*Material provided:*
//! Radio settings and group channel secrets.

use log::warn;
use serde::{Deserialize, Serialize};
use serde_json::{Map, Value};

use super::StorageError;
use crate::config::radio::MeshcoreSettings;

/// Group key shared by every MeshCore device for the public channel.
pub const DEFAULT_PUBLIC_SECRET: &str = "8b3387e9c5cdea6ac9e5edbaa115cd72";
pub const DEFAULT_PUBLIC_SECRET_NAME: &str = "Public";

/// Settings stored one field per key, JSON-encoded, so fields added in later
/// releases fall back to their defaults.
#[derive(Clone)]
pub struct SettingsStore {
    tree: sled::Tree,
}

impl SettingsStore {
    pub(crate) fn new(tree: sled::Tree) -> Self {
        Self { tree }
    }

    /// Stored values overlaid on defaults. Unknown keys and unreadable values
    /// are ignored; a record that no longer fits the settings shape yields defaults.
    pub fn load(&self) -> Result<MeshcoreSettings, StorageError> {
        let defaults = MeshcoreSettings::default();
        let Value::Object(mut fields) = serde_json::to_value(&defaults)? else {
            return Ok(defaults);
        };
        for entry in self.tree.iter() {
            let (key, value) = entry?;
            let key = String::from_utf8_lossy(&key).into_owned();
            if !fields.contains_key(&key) {
                continue;
            }
            match serde_json::from_slice::<Value>(&value) {
                Ok(v) => {
                    fields.insert(key, v);
                }
                Err(e) => warn!("Ignoring unreadable setting '{}': {}", key, e),
            }
        }
        match serde_json::from_value(Value::Object(fields)) {
            Ok(settings) => Ok(settings),
            Err(e) => {
                warn!("Stored settings invalid, using defaults: {}", e);
                Ok(defaults)
            }
        }
    }

    pub fn save(&self, settings: &MeshcoreSettings) -> Result<(), StorageError> {
        let fields: Map<String, Value> = match serde_json::to_value(settings)? {
            Value::Object(map) => map,
            _ => Map::new(),
        };
        for (key, value) in fields {
            self.tree.insert(key.as_bytes(), serde_json::to_vec(&value)?)?;
        }
        self.tree.flush()?;
        Ok(())
    }
}

#[derive(Debug, Clone, PartialEq, Eq, Serialize, Deserialize)]
pub struct ChannelSecret {
    pub name: String,
    pub secret: String,
}

/// Group decryption keys, keyed by lowercased channel name.
#[derive(Clone)]
pub struct ChannelSecretStore {
    tree: sled::Tree,
}

impl ChannelSecretStore {
    pub(crate) fn new(tree: sled::Tree) -> Self {
        Self { tree }
    }

    pub fn list(&self) -> Result<Vec<ChannelSecret>, StorageError> {
        self.tree
            .iter()
            .values()
            .map(|value| -> Result<ChannelSecret, StorageError> { Ok(serde_json::from_slice(&value?)?) })
            .collect()
    }

    pub fn get(&self, name: &str) -> Result<Option<ChannelSecret>, StorageError> {
        match self.tree.get(name.to_lowercase().as_bytes())? {
            Some(bytes) => Ok(Some(serde_json::from_slice(&bytes)?)),
            None => Ok(None),
        }
    }

    /// Insert or replace; the stored name keeps the caller's casing.
    pub fn upsert(&self, name: &str, secret: &str) -> Result<(), StorageError> {
        let record = ChannelSecret {
            name: name.to_string(),
            secret: secret.to_string(),
        };
        self.tree
            .insert(name.to_lowercase().as_bytes(), serde_json::to_vec(&record)?)?;
        self.tree.flush()?;
        Ok(())
    }

    pub fn remove(&self, name: &str) -> Result<bool, StorageError> {
        let removed = self.tree.remove(name.to_lowercase().as_bytes())?.is_some();
        self.tree.flush()?;
        Ok(removed)
    }
}

#[cfg(test)]
mod tests {
    use super::*;
    use crate::config::radio::apply_preset;
    use crate::storage::MeshStore;
    use tempfile::TempDir;

    #[test]
    fn missing_settings_load_as_defaults() {
        let dir = TempDir::new().expect("tempdir");
        let store = MeshStore::open(dir.path()).unwrap().settings().unwrap();
        assert_eq!(store.load().unwrap(), MeshcoreSettings::default());
    }

    #[test]
    fn saved_settings_round_trip() {
        let dir = TempDir::new().expect("tempdir");
        let store = MeshStore::open(dir.path()).unwrap().settings().unwrap();
        let mut settings = apply_preset(&MeshcoreSettings::default(), "meshcore-eu");
        settings.node_name = "ridge".into();
        store.save(&settings).unwrap();
        assert_eq!(store.load().unwrap(), settings);
    }

    #[test]
    fn corrupt_field_falls_back_per_key() {
        let dir = TempDir::new().expect("tempdir");
        let db = MeshStore::open(dir.path()).unwrap();
        let tree = db.tree(crate::storage::TREE_SETTINGS).unwrap();
        tree.insert("node_name", &b"\"valley\""[..]).unwrap();
        tree.insert("frequency", &b"{not json"[..]).unwrap();
        tree.insert("retired_field", &b"1"[..]).unwrap();
        let loaded = db.settings().unwrap().load().unwrap();
        assert_eq!(loaded.node_name, "valley");
        assert_eq!(loaded.frequency, MeshcoreSettings::default().frequency);

        // wrong type for a known field: whole record falls back
        tree.insert("tx_power", &b"\"loud\""[..]).unwrap();
        assert_eq!(db.settings().unwrap().load().unwrap(), MeshcoreSettings::default());
    }

    #[test]
    fn secrets_are_case_insensitive_by_name() {
        let dir = TempDir::new().expect("tempdir");
        let secrets = MeshStore::open(dir.path()).unwrap().channel_secrets().unwrap();
        secrets.upsert("Ops", "00112233445566778899aabbccddeeff").unwrap();
        assert_eq!(secrets.get("OPS").unwrap().unwrap().name, "Ops");
        assert_eq!(secrets.list().unwrap().len(), 2);
        assert!(secrets.remove("ops").unwrap());
        assert!(!secrets.remove("ops").unwrap());
    }
}
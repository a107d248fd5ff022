//! MeshCore on-air framing.
//!
//! ```text
//! [header:1][transport_codes:4 (transport routes only)][path_len:1][path:path_len][payload...]
//! ```
//!
//! Header bits 0-1 carry the route type, bits 2-5 the payload type and bits 6-7
//! the payload version.

use std::fmt;

use serde::{Deserialize, Serialize};
use sha2::{Digest, Sha256};
use thiserror::Error;

/// Numeric payload type of TRACE packets; its hash also covers `path_len`.
pub const PAYLOAD_TYPE_TRACE: u8 = 9;

/// Longest routing path a packet may carry.
pub const MAX_PATH_SIZE: usize = 64;

#[derive(Debug, Error, PartialEq, Eq)]
pub enum WireError {
    #[error("empty packet")]
    Empty,
    #[error("truncated packet: needed {needed} bytes, {available} available")]
    Truncated { needed: usize, available: usize },
    #[error("path length {0} exceeds maximum of {MAX_PATH_SIZE}")]
    PathTooLong(usize),
    #[error("unrecognised {what} byte 0x{value:02X}")]
    UnexpectedByte { what: &'static str, value: u8 },
}

/// Routing mode from header bits 0-1.
#[derive(Debug, Clone, Copy, PartialEq, Eq, Hash, Serialize, Deserialize)]
pub enum RouteType {
    /// Flood routing mode with transport codes.
    TransportFlood = 0x00,
    /// Flood routing mode (builds up path).
    Flood = 0x01,
    /// Direct route (path is supplied).
    Direct = 0x02,
    /// Direct route with transport codes.
    TransportDirect = 0x03,
}

impl RouteType {
    pub fn from_header(header: u8) -> Self {
        match header & 0x03 {
            0x00 => RouteType::TransportFlood,
            0x01 => RouteType::Flood,
            0x02 => RouteType::Direct,
            _ => RouteType::TransportDirect,
        }
    }

    pub fn code(self) -> u8 {
        self as u8
    }

    pub fn has_transport_codes(self) -> bool {
        matches!(self, RouteType::TransportFlood | RouteType::TransportDirect)
    }

    pub fn is_flood(self) -> bool {
        matches!(self, RouteType::Flood | RouteType::TransportFlood)
    }

    pub fn name(self) -> &'static str {
        match self {
            RouteType::TransportFlood => "TRANSPORT_FLOOD",
            RouteType::Flood => "FLOOD",
            RouteType::Direct => "DIRECT",
            RouteType::TransportDirect => "TRANSPORT_DIRECT",
        }
    }
}

impl fmt::Display for RouteType {
    fn fmt(&self, f: &mut fmt::Formatter<'_>) -> fmt::Result {
        f.write_str(self.name())
    }
}

/// One received (or locally built) packet plus the link metadata the radio reported.
#[derive(Debug, Clone, PartialEq, Default)]
pub struct WirePacket {
    pub header: u8,
    pub transport_codes: Option<[u8; 4]>,
    pub path: Vec<u8>,
    pub payload: Vec<u8>,
    /// Declared payload length. The raw buffer may carry padding past it.
    pub payload_len: Option<usize>,
    pub snr: Option<f32>,
    pub rssi: Option<i32>,
}

impl WirePacket {
    /// Build a packet from its parts; route and payload type are packed into the header.
    pub fn new(route: RouteType, payload_type: u8, path: Vec<u8>, payload: Vec<u8>) -> Self {
        let header = route.code() | ((payload_type & 0x0F) << 2);
        let transport_codes = route.has_transport_codes().then_some([0u8; 4]);
        Self {
            header,
            transport_codes,
            path,
            payload,
            ..Default::default()
        }
    }

    /// Parse a raw on-air frame.
    pub fn from_bytes(bytes: &[u8]) -> Result<Self, WireError> {
        let (&header, rest) = bytes.split_first().ok_or(WireError::Empty)?;
        let route = RouteType::from_header(header);
        let mut offset = 0usize;

        let transport_codes = if route.has_transport_codes() {
            let codes = rest.get(..4).ok_or(WireError::Truncated {
                needed: 4,
                available: rest.len(),
            })?;
            offset += 4;
            Some([codes[0], codes[1], codes[2], codes[3]])
        } else {
            None
        };

        let path_len = *rest.get(offset).ok_or(WireError::Truncated {
            needed: offset + 1,
            available: rest.len(),
        })? as usize;
        offset += 1;
        if path_len > MAX_PATH_SIZE {
            return Err(WireError::PathTooLong(path_len));
        }
        let path = rest
            .get(offset..offset + path_len)
            .ok_or(WireError::Truncated {
                needed: offset + path_len,
                available: rest.len(),
            })?
            .to_vec();
        offset += path_len;

        let payload = rest[offset..].to_vec();
        Ok(Self {
            header,
            transport_codes,
            path,
            payload_len: Some(payload.len()),
            payload,
            snr: None,
            rssi: None,
        })
    }

    /// Attach radio link metadata.
    pub fn with_signal(mut self, snr: Option<f32>, rssi: Option<i32>) -> Self {
        self.snr = snr;
        self.rssi = rssi;
        self
    }

    /// Serialize back to on-air bytes. Paths longer than [`MAX_PATH_SIZE`] are rejected.
    pub fn to_bytes(&self) -> Result<Vec<u8>, WireError> {
        if self.path.len() > MAX_PATH_SIZE {
            return Err(WireError::PathTooLong(self.path.len()));
        }
        let payload = self.payload_bytes();
        let mut out = Vec::with_capacity(6 + self.path.len() + payload.len());
        out.push(self.header);
        if self.route_type().has_transport_codes() {
            out.extend_from_slice(&self.transport_codes.unwrap_or_default());
        }
        out.push(self.path.len() as u8);
        out.extend_from_slice(&self.path);
        out.extend_from_slice(payload);
        Ok(out)
    }

    pub fn route_type(&self) -> RouteType {
        RouteType::from_header(self.header)
    }

    pub fn payload_type(&self) -> u8 {
        (self.header >> 2) & 0x0F
    }

    pub fn payload_version(&self) -> u8 {
        (self.header >> 6) & 0x03
    }

    pub fn path_len(&self) -> usize {
        self.path.len()
    }

    /// Payload bytes honouring the declared length over the raw buffer size.
    pub fn payload_bytes(&self) -> &[u8] {
        match self.payload_len {
            Some(len) if len <= self.payload.len() => &self.payload[..len],
            _ => &self.payload,
        }
    }

    /// SHA-256 over the payload type, the path length (TRACE only) and the payload.
    pub fn packet_hash(&self) -> [u8; 32] {
        let payload_type = self.payload_type();
        let mut hasher = Sha256::new();
        hasher.update([payload_type]);
        if payload_type == PAYLOAD_TYPE_TRACE {
            hasher.update([self.path.len() as u8]);
        }
        hasher.update(self.payload_bytes());
        hasher.finalize().into()
    }

    /// Uppercase hex of the packet hash, cut to `chars` characters.
    pub fn packet_hash_hex(&self, chars: usize) -> String {
        let mut hex = hex::encode_upper(self.packet_hash());
        hex.truncate(chars);
        hex
    }
}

*Directions for this task:* Please copy each line from the material above in which the string "chars" appears.

*Answer area:*
    /// Uppercase hex of the packet hash, cut to `chars` characters.
    pub fn packet_hash_hex(&self, chars: usize) -> String {
        hex.truncate(chars);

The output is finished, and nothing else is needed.